The answer must consist only of the lines from the line with "fn welcome_view(loading: bool)" to the line with "let celebration = session.celebration().is_active().then(||", both included, exactly as they stand below.

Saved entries

• • • • •

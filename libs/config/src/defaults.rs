//! Configuration defaults and constants
//!
//! Default values used when neither a config file nor the environment
//! provides a setting.

/// File locations
pub mod paths {
    /// Base configuration file, relative to the working directory
    pub const DEFAULT_CONFIG_FILE: &str = "config/quoter.toml";

    /// Directory holding `<environment>.toml` overlays, relative to the base file
    pub const ENVIRONMENTS_DIR: &str = "environments";
}

/// Environment variable overrides
pub mod env {
    /// Prefix for overrides such as `LAUNCH_ENGINE__PROTOCOL_FEE_BPS`
    pub const PREFIX: &str = "LAUNCH";

    /// Separator between nested keys
    pub const KEY_SEPARATOR: &str = "__";
}

/// Quote request defaults
pub mod quoting {
    use rust_decimal::Decimal;
    use rust_decimal_macros::dec;

    /// Slippage tolerance in percent
    pub const DEFAULT_SLIPPAGE_PERCENT: Decimal = dec!(1);

    /// Mint decimals of launch tokens
    pub const DEFAULT_TOKEN_DECIMALS: u32 = 9;
}

/// Logging defaults
pub mod logging {
    pub const DEFAULT_LOG_LEVEL: &str = "info";
}
//! Market metrics derived from a pool snapshot
//!
//! Display-oriented figures: market cap, virtual price per token, marginal
//! (spot) price on the curve and remaining raise headroom.

use crate::error::{CurveError, Result};
use crate::math::{self, SOL_DECIMALS};
use crate::pool_state::PoolSnapshot;
use rust_decimal::Decimal;
use serde::{Deserialize, Serialize};

/// Remaining raise before the curve target
#[derive(Debug, Clone, Copy, PartialEq, Serialize, Deserialize)]
pub struct Headroom {
    pub lamports: u64,
    pub sol: Decimal,
}

/// Market metrics calculator
pub struct MarketMetrics;

impl MarketMetrics {
    /// Market cap in SOL: `total_raised * total_supply / token_balance`
    pub fn market_cap_sol(pool: &PoolSnapshot) -> Result<Decimal> {
        pool.validate()?;
        let total_raised = pool
            .total_raised
            .ok_or_else(|| CurveError::invalid("snapshot has no total_raised"))?;
        let token_balance = pool
            .token_balance
            .ok_or_else(|| CurveError::invalid("snapshot has no token_balance"))?;
        if token_balance == 0 {
            return Err(CurveError::invalid("pool token balance is zero"));
        }

        let raised_sol = math::from_raw_units(total_raised, SOL_DECIMALS)?;
        let cap = raised_sol
            .checked_mul(Decimal::from(pool.total_supply))
            .ok_or_else(|| CurveError::overflow("market cap numerator"))?;
        cap.checked_div(Decimal::from(token_balance))
            .ok_or_else(|| CurveError::overflow("market cap"))
    }

    /// Market cap divided by mint supply in whole tokens
    pub fn virtual_price_per_token(pool: &PoolSnapshot, decimals: u32) -> Result<Decimal> {
        let market_cap = Self::market_cap_sol(pool)?;
        let supply = pool.total_tokens(decimals)?;
        market_cap
            .checked_div(supply)
            .ok_or_else(|| CurveError::overflow("virtual price"))
    }

    /// SOL per whole token for an infinitesimal buy at the current raise
    ///
    /// d(tokens)/d(sol) = tradable / total_area * integrand(current), so the
    /// price is its reciprocal.
    pub fn spot_price(pool: &PoolSnapshot, decimals: u32) -> Result<Decimal> {
        pool.validate()?;
        let shape = pool.shape();
        let total_area = shape.total_area(pool.target_sol()?)?;
        let marginal = shape.integrand(pool.current_sol()?)?;
        let tokens_per_sol = pool
            .tradable_tokens(decimals)?
            .checked_div(total_area)
            .and_then(|scale| scale.checked_mul(marginal))
            .ok_or_else(|| CurveError::overflow("marginal tokens per SOL"))?;
        Decimal::ONE
            .checked_div(tokens_per_sol)
            .ok_or_else(|| CurveError::overflow("spot price"))
    }

    pub fn headroom(pool: &PoolSnapshot) -> Result<Headroom> {
        let lamports = pool.headroom_lamports();
        Ok(Headroom {
            lamports,
            sol: math::from_raw_units(lamports, SOL_DECIMALS)?,
        })
    }
}

#[cfg(test)]
mod tests {
    use super::*;
    use rust_decimal_macros::dec;

    fn pool() -> PoolSnapshot {
        PoolSnapshot {
            curve_constant: dec!(30),
            curve_exponent: dec!(1),
            target_raise: 85_000_000_000,
            current_sol_raised: 40_000_000_000,
            tradable_token_supply: 800_000_000_000_000_000,
            total_supply: 1_000_000_000_000_000_000,
            total_raised: Some(40_400_000_000),
            token_balance: Some(500_000_000_000_000_000),
        }
    }

    #[test]
    fn test_market_cap_and_virtual_price() {
        // 40.4 SOL * 1e9 tokens / 5e8 tokens
        let cap = MarketMetrics::market_cap_sol(&pool()).unwrap();
        assert_eq!(cap, dec!(80.8));

        let price = MarketMetrics::virtual_price_per_token(&pool(), 9).unwrap();
        assert_eq!(price, dec!(0.0000000808));
    }

    #[test]
    fn test_market_cap_requires_balances() {
        let mut missing = pool();
        missing.token_balance = None;
        assert!(MarketMetrics::market_cap_sol(&missing).is_err());

        let mut empty = pool();
        empty.token_balance = Some(0);
        assert!(MarketMetrics::market_cap_sol(&empty).is_err());
    }

    #[test]
    fn test_zero_mint_supply_is_invalid() {
        let mut unminted = pool();
        unminted.total_supply = 0;
        assert!(matches!(
            MarketMetrics::market_cap_sol(&unminted),
            Err(CurveError::InvalidInput { .. })
        ));
        assert!(matches!(
            MarketMetrics::virtual_price_per_token(&unminted, 9),
            Err(CurveError::InvalidInput { .. })
        ));
    }

    #[test]
    fn test_spot_price_on_unresolvable_curve() {
        let mut flat = pool();
        flat.curve_constant = dec!(4000000000);
        flat.curve_exponent = dec!(3);
        assert!(matches!(
            MarketMetrics::spot_price(&flat, 9),
            Err(CurveError::ArithmeticOverflow { .. })
        ));
    }

    #[test]
    fn test_spot_price_rises_along_curve() {
        let mut early = pool();
        early.current_sol_raised = 0;
        let late = pool();

        let early_price = MarketMetrics::spot_price(&early, 9).unwrap();
        let late_price = MarketMetrics::spot_price(&late, 9).unwrap();
        assert!(late_price > early_price);

        // At the origin: 30 * ln(115/30) / 800M SOL per token
        let expected = dec!(30) * dec!(1.3437347467010946899942754734) / dec!(800000000);
        assert!((early_price - expected).abs() < dec!(0.0000000000000001));
    }

    #[test]
    fn test_headroom() {
        let headroom = MarketMetrics::headroom(&pool()).unwrap();
        assert_eq!(headroom.lamports, 45_000_000_000);
        assert_eq!(headroom.sol, dec!(45));
    }
}
//! Log setup for the player.
//!
//! `LOG_LEVEL` takes any `EnvFilter` directive string. Without it the player
//! logs its own targets at debug: "course_player" for the server shell and
//! "course" for loading and progress. `LOG_FORMAT=json` switches to one JSON
//! object per event; anything else prints human-readable lines.

use tracing_subscriber::EnvFilter;

const DEFAULT_FILTER: &str = "info,course=debug,course_player=debug,tower_http=info,axum=info";

fn log_filter() -> EnvFilter {
    EnvFilter::try_from_env("LOG_LEVEL").unwrap_or_else(|_| EnvFilter::new(DEFAULT_FILTER))
}

fn wants_json(format: Option<&str>) -> bool {
    matches!(format.map(str::trim), Some(f) if f.eq_ignore_ascii_case("json"))
}

pub fn init_tracing() {
    let format = std::env::var("LOG_FORMAT").ok();
    let subscriber = tracing_subscriber::fmt()
        .with_env_filter(log_filter())
        .with_target(true)
        .with_file(true)
        .with_line_number(true);

    if wants_json(format.as_deref()) {
        subscriber.json().init();
    } else {
        subscriber.init();
    }
}
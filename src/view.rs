//! View model derived from a `CourseSession`.
//!
//! Everything here is a pure function of the session: progress percentages,
//! badge states, option highlighting and feedback text are recomputed on every
//! render and never stored. The page only paints what it receives.

use serde::Serialize;

use crate::celebration::ConfettiPiece;
use crate::domain::{CourseDocument, Module, Quiz};
use crate::session::CourseSession;
use crate::util::percent;

pub const ACCEPTED_UPLOADS: &str = ".pdf";
pub const CELEBRATION_BANNER: &str = "🎉";
pub const FEEDBACK_CORRECT: &str = "Perfect! You've mastered this concept! 🎉";
pub const FEEDBACK_WRONG: &str = "Good try! Let's learn from this 📚";

#[derive(Clone, Debug, Serialize)]
#[serde(rename_all = "camelCase")]
pub struct SessionView {
  pub loading: bool,
  /// Pending load failure, shown as a blocking alert.
  pub alert: Option<String>,
  pub screen: Screen,
}

#[derive(Clone, Debug, Serialize)]
#[serde(tag = "kind", rename_all = "snake_case")]
pub enum Screen {
  Welcome(WelcomeView),
  Course(Box<CourseView>),
}

#[derive(Clone, Debug, Serialize)]
#[serde(rename_all = "camelCase")]
pub struct WelcomeView {
  pub upload_label: &'static str,
  pub upload_glyph: &'static str,
  pub accept: &'static str,
  pub upload_enabled: bool,
}

#[derive(Clone, Debug, Serialize)]
#[serde(rename_all = "camelCase")]
pub struct CourseView {
  pub title: String,
  pub icon: String,
  pub theme_color: String,
  pub sidebar: SidebarView,
  pub module: ModuleView,
  pub quiz: Option<QuizView>,
  pub footer: FooterView,
  pub completion: CompletionView,
  pub celebration: Option<CelebrationView>,
}

#[derive(Clone, Debug, Serialize)]
#[serde(rename_all = "camelCase")]
pub struct SidebarView {
  /// Position in the course, not completion: `(active + 1) / N`.
  pub position_percent: u8,
  pub position_label: String,
  pub completed_count: usize,
  pub entries: Vec<ModuleEntry>,
}

#[derive(Clone, Copy, Debug, Serialize, PartialEq, Eq)]
#[serde(rename_all = "snake_case")]
pub enum ModuleStatus {
  Active,
  Completed,
  Pending,
}

#[derive(Clone, Debug, Serialize)]
#[serde(rename_all = "camelCase")]
pub struct ModuleEntry {
  pub index: usize,
  pub title: String,
  pub status: ModuleStatus,
  pub completed: bool,
  pub badge: String,
}

#[derive(Clone, Debug, Serialize)]
#[serde(rename_all = "camelCase")]
pub struct ModuleView {
  pub index: usize,
  pub label: String,
  pub title: String,
  pub summary_highlight: String,
  pub takeaways: Vec<TakeawayView>,
}

#[derive(Clone, Debug, Serialize)]
pub struct TakeawayView {
  pub number: usize,
  pub markdown: String,
}

#[derive(Clone, Copy, Debug, Serialize, PartialEq, Eq)]
#[serde(rename_all = "snake_case")]
pub enum OptionState {
  Selectable,
  CorrectSelected,
  Correct,
  WrongSelected,
  Dimmed,
}

#[derive(Clone, Debug, Serialize)]
pub struct OptionView {
  pub index: usize,
  pub text: String,
  pub state: OptionState,
}

#[derive(Clone, Debug, Serialize)]
#[serde(rename_all = "camelCase")]
pub struct QuizView {
  pub module_index: usize,
  pub question: String,
  pub options: Vec<OptionView>,
  pub answered: bool,
  pub correct: bool,
  pub can_try_again: bool,
  pub feedback: Option<FeedbackView>,
}

#[derive(Clone, Debug, Serialize)]
pub struct FeedbackView {
  pub correct: bool,
  pub headline: &'static str,
  pub explanation: String,
}

#[derive(Clone, Debug, Serialize)]
#[serde(rename_all = "camelCase")]
pub struct FooterView {
  pub can_previous: bool,
  pub can_next: bool,
  /// Shown in place of the next control on the last module.
  pub course_completed_badge: bool,
}

#[derive(Clone, Debug, Serialize)]
pub struct CompletionView {
  pub completed: usize,
  pub total: usize,
  pub rate: f64,
  pub percent: u8,
}

#[derive(Clone, Debug, Serialize)]
pub struct CelebrationView {
  pub banner: &'static str,
  pub confetti: Vec<ConfettiPiece>,
}

pub fn render(session: &CourseSession) -> SessionView {
  let screen = match (session.course(), session.active_module()) {
    (Some(course), Some(module)) => Screen::Course(Box::new(course_view(session, course, module))),
    _ => Screen::Welcome(welcome_view(session.is_loading())),
  };
  SessionView {
    loading: session.is_loading(),
    alert: session.alert().map(str::to_string),
    screen,
  }
}

fn welcome_view(loading: bool) -> WelcomeView {
  WelcomeView {
    upload_label: if loading { "Creating Your Course..." } else { "Upload PDF Document" },
    upload_glyph: if loading { "⚡" } else { "📄" },
    accept: ACCEPTED_UPLOADS,
    upload_enabled: !loading,
  }
}

fn course_view(session: &CourseSession, course: &CourseDocument, module: &Module) -> CourseView {
  let active = session.active_module_index();
  let total = course.module_count();
  let completed = session.completed_modules();

  let entries = course
    .modules
    .iter()
    .enumerate()
    .map(|(idx, m)| {
      let is_done = completed.contains(&idx);
      let status = if idx == active {
        ModuleStatus::Active
      } else if is_done {
        ModuleStatus::Completed
      } else {
        ModuleStatus::Pending
      };
      ModuleEntry {
        index: idx,
        title: m.title.clone(),
        status,
        completed: is_done,
        badge: if is_done { "✓".into() } else { (idx + 1).to_string() },
      }
    })
    .collect();

  let celebration = session.celebration().is_active().then(|| CelebrationView {
    banner: CELEBRATION_BANNER,
    confetti: session.celebration().confetti().to_vec(),
  });

  CourseView {
    title: course.title.clone(),
    icon: course.icon().to_string(),
    theme_color: course.theme_color().to_string(),
    sidebar: SidebarView {
      position_percent: percent(active + 1, total),
      position_label: format!("{} of {} modules", active + 1, total),
      completed_count: completed.len(),
      entries,
    },
    module: ModuleView {
      index: active,
      label: format!("Module {}", active + 1),
      title: module.title.clone(),
      summary_highlight: module.summary_highlight.clone(),
      takeaways: module
        .key_takeaways
        .iter()
        .enumerate()
        .map(|(i, md)| TakeawayView { number: i + 1, markdown: md.clone() })
        .collect(),
    },
    quiz: module.quiz.as_ref().map(|q| quiz_view(active, q, session.answer(active))),
    footer: FooterView {
      can_previous: session.has_previous(),
      can_next: session.has_next(),
      course_completed_badge: !session.has_next(),
    },
    completion: CompletionView {
      completed: completed.len(),
      total,
      rate: session.completion_rate(),
      percent: percent(completed.len(), total),
    },
    celebration,
  }
}

fn quiz_view(module_index: usize, quiz: &Quiz, answer: Option<usize>) -> QuizView {
  let correct = answer.is_some_and(|a| quiz.is_correct(a));
  let options = quiz
    .options
    .iter()
    .enumerate()
    .map(|(idx, text)| OptionView { index: idx, text: text.clone(), state: option_state(quiz, idx, answer) })
    .collect();

  QuizView {
    module_index,
    question: quiz.question.clone(),
    options,
    answered: answer.is_some(),
    correct,
    can_try_again: answer.is_some(),
    feedback: answer.map(|_| FeedbackView {
      correct,
      headline: if correct { FEEDBACK_CORRECT } else { FEEDBACK_WRONG },
      explanation: quiz.explanation.clone(),
    }),
  }
}

fn option_state(quiz: &Quiz, idx: usize, answer: Option<usize>) -> OptionState {
  let Some(selected) = answer else { return OptionState::Selectable };
  match (idx == selected, quiz.is_correct(idx)) {
    (true, true) => OptionState::CorrectSelected,
    (false, true) => OptionState::Correct,
    (true, false) => OptionState::WrongSelected,
    (false, false) => OptionState::Dimmed,
  }
}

• • • • •

Exercise response:
fn welcome_view(loading: bool) -> WelcomeView {
  WelcomeView {
    upload_label: if loading { "Creating Your Course..." } else { "Upload PDF Document" },
    upload_glyph: if loading { "⚡" } else { "📄" },
    accept: ACCEPTED_UPLOADS,
    upload_enabled: !loading,
  }
}

fn course_view(session: &CourseSession, course: &CourseDocument, module: &Module) -> CourseView {
  let active = session.active_module_index();
  let total = course.module_count();
  let completed = session.completed_modules();

  let entries = course
    .modules
    .iter()
    .enumerate()
    .map(|(idx, m)| {
      let is_done = completed.contains(&idx);
      let status = if idx == active {
        ModuleStatus::Active
      } else if is_done {
        ModuleStatus::Completed
      } else {
        ModuleStatus::Pending
      };
      ModuleEntry {
        index: idx,
        title: m.title.clone(),
        status,
        completed: is_done,
        badge: if is_done { "✓".into() } else { (idx + 1).to_string() },
      }
    })
    .collect();

  let celebration = session.celebration().is_active().then(|| CelebrationView {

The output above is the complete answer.